A realidade sobre a nova lei de tóxicos

O presente comentário vem elucidar a análise sobre o novo diploma legal sobre drogas ilícitas e afins, com ênfase na relação ao tratamento dado ao usuário no sentido de que esta lei vislumbra colocar este a submeter-se a tratamento para se livrar do vicio, o que na realidade seria uma forma de fundamentação que esse diploma tem por escopo determinar ao poder público disponibilidade ao tratamento sem haver qualquer relação de vinculo coercitivo.

O aspecto principal seria no sentido de recuperação e reintegração do usuário ao meio social tentando eliminar o consumo, a nova lei tem a tendência de amenizar a conduta visando ao usuário, abster-se do consumo pessoal de drogas ilícitas.

O critério quanto ao usuário atualmente é transação penal para as modalidades de condutas infracionais, sendo elas: a) advertência sobre os efeitos das drogas; b)prestação de serviços à comunidade; c) medida de programa ou curso educativo. O não cumprimento a essas sanções, ou mesmo omissão poderá importar na aplicação de multa, num mínimo de 40 (quarenta) e num máximo de 100 (cem) dias-multa, no valor de um trinta avos até 3 (três) vezes o valor do maior salário mínimo vigente a data do fato (art. 28, I,II e III, prarágrafo 6º, e art. 29).

Não reta dúvida que a norma têm o caráter de amenizar tais modalidades quando previu no art. 48, parágrafo 1º, que “o agente de qualquer das condutas previstas no art. 28 desta lei, salvo se houver concurso com os crimes previstos no art. 33 à 37 desta lei, será processado e julgado na forma do art. 60 e seguintes da Lei nº 9.099/95, que dispõe sobre os Juizados Especiais Criminais”.

Sendo a tendência voltada à descriminalização não haveria processo nem julgamento, concluindo-se que as condutas que visam o consumo de entorpecentes continuam diferenciada do antigo diploma.
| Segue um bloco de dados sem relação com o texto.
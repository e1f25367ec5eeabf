//! Syntax highlighting of code blocks as a plugin.
//!
//! Nothing is highlighted until the first-paint task runs, so opening a
//! large document does not block on tokenization. After that each
//! transaction only re-tokenizes the blocks it changed.

pub mod cache;
pub mod languages;

use quire_model::Transaction;
use smol_str::SmolStr;

pub use cache::{BlockId, DecorationCache, Snapshot, SyncStats};
pub use languages::{LANGUAGES, Language, Span, find_language, tokenize};

use crate::plugin::{Decoration, Plugin};
use crate::scheduler::Scheduler;
use crate::state::EditorState;

pub const PLUGIN_NAME: &str = "highlight";
pub const FIRST_PAINT_TASK: &str = "first_paint";
/// Meta key marking a transaction that patched the document from outside
/// the editor. All blocks are recomputed.
pub const REMOTE_PATCH_META: &str = "remote_patch";

#[derive(Debug, Clone)]
pub struct HighlightOptions {
    /// Node type name of code blocks.
    pub node: SmolStr,
    pub defer_first_paint: bool,
    /// Language ids that get highlighted; `None` allows all.
    pub languages: Option<Vec<SmolStr>>,
}

impl Default for HighlightOptions {
    fn default() -> Self {
        Self {
            node: SmolStr::new_static("code_block"),
            defer_first_paint: true,
            languages: None,
        }
    }
}

#[derive(Debug)]
pub struct HighlightPlugin {
    node: SmolStr,
    defer_first_paint: bool,
    settled: bool,
    cache: DecorationCache,
}

impl HighlightPlugin {
    pub fn new(options: HighlightOptions) -> Self {
        Self {
            node: options.node,
            defer_first_paint: options.defer_first_paint,
            settled: false,
            cache: DecorationCache::new(options.languages),
        }
    }

    pub fn is_settled(&self) -> bool {
        self.settled
    }

    pub fn cache(&self) -> &DecorationCache {
        &self.cache
    }

    fn settle(&mut self, state: &EditorState) {
        self.settled = true;
        let stats = self.cache.sync(state.doc(), &self.node, true);
        tracing::debug!(target: "quire::highlight", blocks = stats.tokenized, "first paint");
    }
}

impl Plugin for HighlightPlugin {
    fn name(&self) -> &str {
        PLUGIN_NAME
    }

    fn init(&mut self, state: &EditorState, scheduler: &mut Scheduler) {
        if self.defer_first_paint {
            scheduler.schedule(PLUGIN_NAME, FIRST_PAINT_TASK);
        } else {
            self.settle(state);
        }
    }

    fn apply(&mut self, tr: &Transaction, state: &EditorState, _scheduler: &mut Scheduler) {
        if !self.settled {
            return;
        }
        let remote = tr.meta(REMOTE_PATCH_META).is_some_and(|v| v.as_bool() != Some(false));
        if !tr.doc_changed() && !remote {
            return;
        }
        self.cache.map(tr.mapping());
        self.cache.sync(state.doc(), &self.node, remote);
    }

    fn run_task(&mut self, task: &str, state: &EditorState) {
        match task {
            FIRST_PAINT_TASK if !self.settled => self.settle(state),
            FIRST_PAINT_TASK => {}
            other => tracing::warn!(target: "quire::highlight", task = other, "unknown task"),
        }
    }

    fn decorations(&self) -> Vec<Decoration> {
        self.cache.decorations()
    }
}

#[cfg(test)]
mod tests;
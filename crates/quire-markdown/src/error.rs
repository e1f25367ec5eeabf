//! Errors raised while building a codec or parsing markdown.

use miette::{Diagnostic, NamedSource, SourceOffset, SourceSpan};
use smol_str::SmolStr;

/// Malformed markdown structure. The line is 1-based.
#[derive(thiserror::Error, Debug, Diagnostic)]
#[error("markdown syntax error on line {line}: {message}")]
#[diagnostic(code(quire::markdown::syntax))]
pub struct MarkdownSyntaxError {
    pub line: usize,
    pub message: String,
    #[source_code]
    src: Option<NamedSource<String>>,
    #[label("here")]
    err_location: Option<SourceSpan>,
    #[help]
    advice: Option<String>,
}

impl MarkdownSyntaxError {
    pub fn new(line: usize, message: impl Into<String>) -> Self {
        Self {
            line,
            message: message.into(),
            src: None,
            err_location: None,
            advice: None,
        }
    }

    pub fn with_advice(mut self, advice: impl Into<String>) -> Self {
        self.advice = Some(advice.into());
        self
    }

    /// Attach the source text so the diagnostic can point at the line.
    pub fn with_source(self, name: impl AsRef<str>, text: impl Into<String>) -> Self {
        let text = text.into();
        let line_len = text
            .lines()
            .nth(self.line.saturating_sub(1))
            .map(str::len)
            .unwrap_or(0);
        let location = SourceSpan::new(
            SourceOffset::from_location(&text, self.line.max(1), 1),
            line_len,
        );
        Self {
            src: Some(NamedSource::new(name, text)),
            err_location: Some(location),
            ..self
        }
    }
}

/// A codec refers to grammar names that do not exist.
#[derive(thiserror::Error, Debug, Clone, PartialEq, Diagnostic)]
#[non_exhaustive]
pub enum CodecError {
    #[error("token `{token}` maps to unknown node type `{node}`")]
    #[diagnostic(code(quire::markdown::unknown_node))]
    UnknownNodeType { token: SmolStr, node: SmolStr },

    #[error("token `{token}` maps to unknown mark type `{mark}`")]
    #[diagnostic(code(quire::markdown::unknown_mark))]
    UnknownMarkType { token: SmolStr, mark: SmolStr },

    #[error("no serializer for node type `{0}`")]
    #[diagnostic(
        code(quire::markdown::missing_writer),
        help("every node type in the grammar needs a markdown writer")
    )]
    MissingWriter(SmolStr),
}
No novo contexto dessa modalidade delituosa, diz a norma que ” não importará prisão em flagrante”, sendo o autor do fato apresentado imediatamente e encaminhado ao juizo competente, devendo na falta deste assumir perante autoridade policial, “compromisso de comparecer a presença da autoridade, lavrando-se termo circunstanciado e providenciando-se as requisições dos exames periciais que se façam necessários”. (art.48, parágrafo 2º).

Mister se faz notar a incontrovercia legal que preleciona “não se imporá à prisão em flagrante, e a contento diz, que o infrator será imediatamente encaminhado perante a autoridade competente”.

O entendimento adotado pelo legislador da lei em vigor, é a de retirar o mito da demonização do usuário, ou seja, assume este legalmente o papel de vítima direta das drogas, sem a vinculação tradicional de vilão social, assim o Estado no seu “Jus Puniendi”, deve posicionar-se de forma a ressocialização do dependente, ao contrário de privar a possibilidade de integrar de forma legítima seu retorno ao seio social.